O vazamento de uma conversa privada envolvendo o médico José Luiz Runco, ex-chefe do departamento médico do Flamengo, em conversa divulgada pelo Globoesporte, reacendeu uma discussão delicada no futebol brasileiro: a gestão dos bastidores e o respeito ao patrimônio do clube.
Na troca de mensagens, Runco tece duras críticas ao meia uruguaio Nicolás De La Cruz, dizendo que se ele for vendido, “será para qualquer coisa, menos jogar futebol”. A frase não é apenas cruel, ela é altamente prejudicial em todos os níveis, especialmente para o Flamengo.
De La Cruz foi uma das contratações mais badaladas do Flamengo recentemente. Vindo do River Plate com status de ídolo, o meia chegou ao clube com enorme expectativa e um custo alto, tanto em termos de investimento quanto de salário. O que o Dr. Runco fez, mesmo que em um grupo de WhatsApp, é um tiro no pé. Ao desqualificar publicamente um jogador que ainda está no elenco, ele sabota não apenas a imagem do atleta, mas o próprio valor de mercado do ativo rubro-negro.
No futebol moderno, onde clubes são geridos como empresas e jogadores são tratados como ativos financeiros, essa exposição é devastadora. A maioria dos clubes pelo mundo observam com lupa o comportamento de atletas e as informações de bastidores. Um áudio como esse, vindo de alguém com histórico relevante no clube, pesa. De La Cruz pode até deixar o Flamengo no futuro, mas a forma como ele é desvalorizado dentro do próprio clube será levada em consideração por qualquer comprador.
No Flamengo, o nome pesa mais que o jogo

O episódio também escancara uma falha recorrente na política de contratações do Flamengo: apostar em nomes de grife, muitas vezes sem uma análise profunda do contexto físico, técnico e mental dos atletas. De La Cruz, embora talentoso, chegou com um histórico preocupante de lesões, algo que já era evidente desde os tempos de River Plate.
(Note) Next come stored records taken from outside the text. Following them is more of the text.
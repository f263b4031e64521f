//! CLI argument definitions.

use std::path::PathBuf;

use clap::{Parser, Subcommand, ValueEnum};
use clap_verbosity_flag::{Verbosity, WarnLevel};
use colorchoice_clap::Color;

#[derive(Parser)]
#[command(
    name = "sail",
    version,
    about = "Validate and normalize sailing club member records",
    long_about = "Validate and normalize sailing club member records.\n\n\
                  Capitalizes names and addresses, derives listing names, formats\n\
                  Canadian postal codes, US zip codes and phone numbers, and reports\n\
                  every field-level problem in a fixed order."
)]
pub struct Cli {
    #[command(subcommand)]
    pub command: Command,

    /// Adjust log verbosity (-v for info, -vv for debug, -q for errors only).
    #[command(flatten)]
    pub verbosity: Verbosity<WarnLevel>,

    /// Control ANSI color output (auto, always, never).
    #[command(flatten)]
    pub color: Color,

    /// Explicit log level (overrides -v/-q flags).
    #[arg(long = "log-level", value_enum, global = true)]
    pub log_level: Option<LogLevelArg>,

    /// Log output format (pretty for humans, json for machine parsing).
    #[arg(
        long = "log-format",
        value_enum,
        default_value = "pretty",
        global = true
    )]
    pub log_format: LogFormatArg,

    /// Write logs to a file instead of stderr.
    #[arg(long = "log-file", value_name = "PATH", global = true)]
    pub log_file: Option<PathBuf>,

    /// Include member names in log output.
    #[arg(long = "log-data", global = true)]
    pub log_data: bool,
}

#[derive(Subcommand)]
pub enum Command {
    /// Validate member records from a JSON file.
    Validate(ValidateArgs),

    /// List the province and state table.
    Provinces(ProvincesArgs),
}

#[derive(Parser)]
pub struct ValidateArgs {
    /// JSON file holding one member record or an array of records.
    #[arg(value_name = "MEMBERS_JSON")]
    pub input: PathBuf,

    /// Province table CSV (ProvinceCode,Name,CountryCode). Uses the bundled
    /// table when omitted.
    #[arg(long = "provinces", value_name = "CSV")]
    pub provinces: Option<PathBuf>,

    /// Write the normalized records to this JSON file.
    #[arg(long = "output", short = 'o', value_name = "PATH")]
    pub output: Option<PathBuf>,

    /// Year to check join years against (default: this year).
    #[arg(long = "current-year", value_name = "YEAR")]
    pub current_year: Option<i32>,

    /// Report format on stdout.
    #[arg(long = "format", value_enum, default_value = "table")]
    pub format: ReportFormatArg,
}

#[derive(Parser)]
pub struct ProvincesArgs {
    /// Province table CSV. Uses the bundled table when omitted.
    #[arg(long = "provinces", value_name = "CSV")]
    pub provinces: Option<PathBuf>,

    /// Only list one country.
    #[arg(long = "country", value_enum)]
    pub country: Option<CountryArg>,
}

#[derive(Clone, Copy, ValueEnum)]
pub enum ReportFormatArg {
    Table,
    Json,
}

#[derive(Clone, Copy, ValueEnum)]
pub enum CountryArg {
    #[value(name = "CA", alias = "ca")]
    Ca,
    #[value(name = "US", alias = "us")]
    Us,
}

/// CLI log level choices.
#[derive(Clone, Copy, ValueEnum)]
pub enum LogLevelArg {
    Error,
    Warn,
    Info,
    Debug,
    Trace,
}

/// CLI log format choices.
#[derive(Clone, Copy, ValueEnum)]
pub enum LogFormatArg {
    Pretty,
    Compact,
    Json,
}
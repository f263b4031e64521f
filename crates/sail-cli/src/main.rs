//! Sailing club member validation CLI.

use std::io::{self, IsTerminal};

use clap::{ColorChoice, Parser};
use sail_cli::logging::{LogConfig, LogFormat, init_logging};
use tracing::level_filters::LevelFilter;

mod cli;
mod commands;
mod summary;

use crate::cli::{Cli, Command, LogFormatArg, LogLevelArg, ReportFormatArg};
use crate::commands::{run_provinces, run_validate};
use crate::summary::{print_json, print_provinces, print_summary};

fn main() {
    let cli = Cli::parse();
    cli.color.write_global();
    let log_config = log_config_from_cli(&cli);
    if let Err(error) = init_logging(&log_config) {
        eprintln!("error: failed to initialize logging: {error}");
        std::process::exit(1);
    }
    let exit_code = match cli.command {
        Command::Validate(args) => match run_validate(&args) {
            Ok(run) => {
                let printed = match args.format {
                    ReportFormatArg::Table => {
                        print_summary(&run);
                        Ok(())
                    }
                    ReportFormatArg::Json => print_json(&run),
                };
                match printed {
                    Ok(()) if run.has_rejections() => 1,
                    Ok(()) => 0,
                    Err(error) => {
                        eprintln!("error: {error:#}");
                        1
                    }
                }
            }
            Err(error) => {
                eprintln!("error: {error:#}");
                1
            }
        },
        Command::Provinces(args) => match run_provinces(&args) {
            Ok(provinces) => {
                print_provinces(&provinces);
                0
            }
            Err(error) => {
                eprintln!("error: {error:#}");
                1
            }
        },
    };
    std::process::exit(exit_code);
}

/// Build logging configuration from CLI flags with consistent precedence.
fn log_config_from_cli(cli: &Cli) -> LogConfig {
    let mut config = LogConfig {
        level_filter: cli.verbosity.tracing_level_filter(),
        ..LogConfig::default()
    };
    config.use_env_filter = !(cli.verbosity.is_present() || cli.log_level.is_some());
    if let Some(level) = cli.log_level {
        config.level_filter = match level {
            LogLevelArg::Error => LevelFilter::ERROR,
            LogLevelArg::Warn => LevelFilter::WARN,
            LogLevelArg::Info => LevelFilter::INFO,
            LogLevelArg::Debug => LevelFilter::DEBUG,
            LogLevelArg::Trace => LevelFilter::TRACE,
        };
    }
    config = config
        .with_format(match cli.log_format {
            LogFormatArg::Pretty => LogFormat::Pretty,
            LogFormatArg::Compact => LogFormat::Compact,
            LogFormatArg::Json => LogFormat::Json,
        })
        .with_log_file(cli.log_file.clone())
        .with_log_data(cli.log_data);
    config.with_ansi = match cli.color.color {
        ColorChoice::Always => true,
        ColorChoice::Never => false,
        ColorChoice::Auto => cli.log_file.is_none() && io::stderr().is_terminal(),
    };
    config
}
//! Province resolution and postal code formatting.

use sail_model::{Country, MemberRecord, is_blank};
use sail_normalization::{
    format_canadian_postal_code, validate_and_format_us_zip, validate_canadian_postal_code,
};

use crate::failure::ValidationFailure;
use crate::lookup::ProvinceLookup;

/// Resolve the province code and normalize the postal code for its country.
///
/// Performs at most one lookup. When the province cannot be resolved the
/// postal code is left as submitted.
pub fn check<L>(record: &mut MemberRecord, lookup: &L) -> Vec<ValidationFailure>
where
    L: ProvinceLookup + ?Sized,
{
    let mut failures = Vec::new();

    let Some(code) = record
        .province_code
        .as_deref()
        .filter(|code| !code.is_empty())
        .map(str::to_uppercase)
    else {
        if !is_blank(record.postal_code.as_deref()) {
            failures.push(ValidationFailure::ProvinceRequiredForPostalCode);
        }
        return failures;
    };
    record.province_code = Some(code.clone());

    let country = match lookup.lookup(&code) {
        Ok(Some(province)) => Some(province.country()),
        Ok(None) => {
            tracing::debug!(province = %code, "Province code not on file");
            failures.push(ValidationFailure::ProvinceNotOnFile { code });
            None
        }
        Err(error) => {
            tracing::warn!(province = %code, %error, "Province lookup failed");
            failures.push(ValidationFailure::ProvinceLookupFailed {
                message: error.to_string(),
            });
            None
        }
    };

    match country {
        Some(Country::Canada) => {
            if validate_canadian_postal_code(record.postal_code.as_deref()) {
                record.postal_code = format_canadian_postal_code(record.postal_code.as_deref());
            } else {
                failures.push(ValidationFailure::PostalCodeFormat);
            }
        }
        Some(Country::UnitedStates) => {
            let (valid, zip) = validate_and_format_us_zip(record.postal_code.as_deref());
            if valid {
                record.postal_code = Some(zip);
            } else {
                failures.push(ValidationFailure::ZipCodeFormat);
            }
        }
        Some(Country::Other(country_code)) => {
            tracing::debug!(%country_code, "No postal format rules for country");
        }
        None => {}
    }

    failures
}

#[cfg(test)]
mod tests {
    use sail_model::ProvinceOrState;

    use super::*;
    use crate::lookup::{LookupError, lookup_fn};

    fn record(province: Option<&str>, postal: Option<&str>) -> MemberRecord {
        MemberRecord {
            province_code: province.map(String::from),
            postal_code: postal.map(String::from),
            ..MemberRecord::default()
        }
    }

    fn table(code: &str) -> Result<Option<ProvinceOrState>, LookupError> {
        Ok(match code {
            "ON" => Some(ProvinceOrState::new("ON", "Ontario", "CA")),
            "NY" => Some(ProvinceOrState::new("NY", "New York", "US")),
            "XX" => Some(ProvinceOrState::new("XX", "Elsewhere", "MX")),
            _ => None,
        })
    }

    #[test]
    fn test_canadian_postal_code_is_formatted() {
        let mut member = record(Some("on"), Some("k1a0b1"));
        let failures = check(&mut member, &lookup_fn(table));
        assert!(failures.is_empty());
        assert_eq!(member.province_code.as_deref(), Some("ON"));
        assert_eq!(member.postal_code.as_deref(), Some("K1A 0B1"));
    }

    #[test]
    fn test_canadian_postal_code_rejected() {
        let mut member = record(Some("ON"), Some("D1A0B1"));
        let failures = check(&mut member, &lookup_fn(table));
        assert_eq!(failures, vec![ValidationFailure::PostalCodeFormat]);
        assert_eq!(member.postal_code.as_deref(), Some("D1A0B1"));
    }

    #[test]
    fn test_us_zip_is_formatted() {
        let mut member = record(Some("NY"), Some("123456789"));
        let failures = check(&mut member, &lookup_fn(table));
        assert!(failures.is_empty());
        assert_eq!(member.postal_code.as_deref(), Some("12345-6789"));
    }

    #[test]
    fn test_us_zip_rejected_keeps_input() {
        let mut member = record(Some("NY"), Some("1234567"));
        let failures = check(&mut member, &lookup_fn(table));
        assert_eq!(failures, vec![ValidationFailure::ZipCodeFormat]);
        assert_eq!(member.postal_code.as_deref(), Some("1234567"));
    }

    #[test]
    fn test_absent_zip_becomes_empty() {
        let mut member = record(Some("NY"), None);
        assert!(check(&mut member, &lookup_fn(table)).is_empty());
        assert_eq!(member.postal_code.as_deref(), Some(""));
    }

    #[test]
    fn test_other_country_skips_postal_rules() {
        let mut member = record(Some("XX"), Some("anything"));
        assert!(check(&mut member, &lookup_fn(table)).is_empty());
        assert_eq!(member.postal_code.as_deref(), Some("anything"));
    }

    #[test]
    fn test_unknown_province() {
        let mut member = record(Some("zz"), Some("K1A0B1"));
        let failures = check(&mut member, &lookup_fn(table));
        assert_eq!(
            failures,
            vec![ValidationFailure::ProvinceNotOnFile {
                code: "ZZ".to_string()
            }]
        );
        assert_eq!(member.postal_code.as_deref(), Some("K1A0B1"));
    }

    #[test]
    fn test_lookup_error_becomes_failure() {
        let mut member = record(Some("ON"), Some("bad"));
        let failures = check(
            &mut member,
            &lookup_fn(|_| Err(LookupError::new("timeout expired"))),
        );
        assert_eq!(
            failures,
            vec![ValidationFailure::ProvinceLookupFailed {
                message: "timeout expired".to_string()
            }]
        );
    }

    #[test]
    fn test_postal_code_without_province() {
        let mut member = record(Some(""), Some("K1A0B1"));
        let failures = check(&mut member, &lookup_fn(table));
        assert_eq!(failures, vec![ValidationFailure::ProvinceRequiredForPostalCode]);

        let mut empty = record(None, Some(""));
        assert!(check(&mut empty, &lookup_fn(table)).is_empty());
    }
}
E ele não é o único exemplo. Basta olhar o histórico recente do clube para ver um padrão que se repete: jogadores caros, com nome, mas que não entregam. Alcaraz, que chegou por empréstimo junto ao Southampton, não conseguiu se firmar, mesmo com minutos em campo; Arturo Vidal, com toda sua história no futebol europeu, chegou mais como figura de marketing do que como reforço técnico e saiu sem deixar saudades; e Kenedy, outro nome de impacto midiático, foi uma contratação que beirou o inexplicável, passando mais tempo no departamento médico do que no campo.
O que esses nomes têm em comum? A impressão de que foram contratados mais pelo nome no futebol mundial, marketing e barulho da torcida, do que pelo momento a qual viviam.
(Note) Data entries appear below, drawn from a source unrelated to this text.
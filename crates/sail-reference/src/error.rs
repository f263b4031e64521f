//! Reference data error types.

use std::path::PathBuf;
use thiserror::Error;

/// Error loading the province table.
#[derive(Debug, Error)]
pub enum ReferenceError {
    /// File could not be opened.
    #[error("Failed to read province table: {path}")]
    Io {
        path: PathBuf,
        #[source]
        source: std::io::Error,
    },

    /// Malformed CSV.
    #[error("CSV error: {0}")]
    Csv(#[from] csv::Error),

    /// Header row lacks a required column.
    #[error("Missing column: {0}")]
    MissingColumn(String),

    /// Same province code listed twice.
    #[error("Duplicate province code {code} on line {line}")]
    DuplicateCode { code: String, line: u64 },

    /// Row without a country code.
    #[error("Province {code} has no country code")]
    MissingCountry { code: String },
}

/// Result type alias for reference data operations.
pub type Result<T> = std::result::Result<T, ReferenceError>;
O prejuízo é técnico e financeiro
Com contratações mal planejadas e declarações destrutivas como a de Runco, o Flamengo sai duplamente derrotado: no campo e no mercado. Quando um jogador como De La Cruz, ainda em idade produtiva e com mercado internacional, é taxado de forma pejorativa por alguém de dentro da estrutura do clube, seu valor despenca. Ao mesmo tempo, o time perde a oportunidade de recuperar o investimento com uma possível venda, e ainda se afunda na desconfiança da torcida e da crítica especializada.
Por conta disso, é preciso que o Flamengo se reinvente fora das quatro linhas. Ter uma diretoria mais profissional, um departamento médico blindado de polêmicas e uma política de contratações baseada em dados, desempenho e planejamento.
Enquanto decisões continuarem sendo tomadas com base em nome ou pressão externa, episódios como o de De La Cruz e Runco continuarão manchando a imagem do clube e, principalmente, trazendo duplo prejuízo financeiro.
A torcida rubro-negra, acostumada a títulos e protagonismo, merece mais do que vazamentos vexatórios e contratações frustradas. O Flamengo tem estrutura, dinheiro e visibilidade, mas invariavelmente a falta de profissionalismo da alguns aparece trazendo danos ao clube que tenta a qualquer custo vender a imagem de mais profissional do Brasil.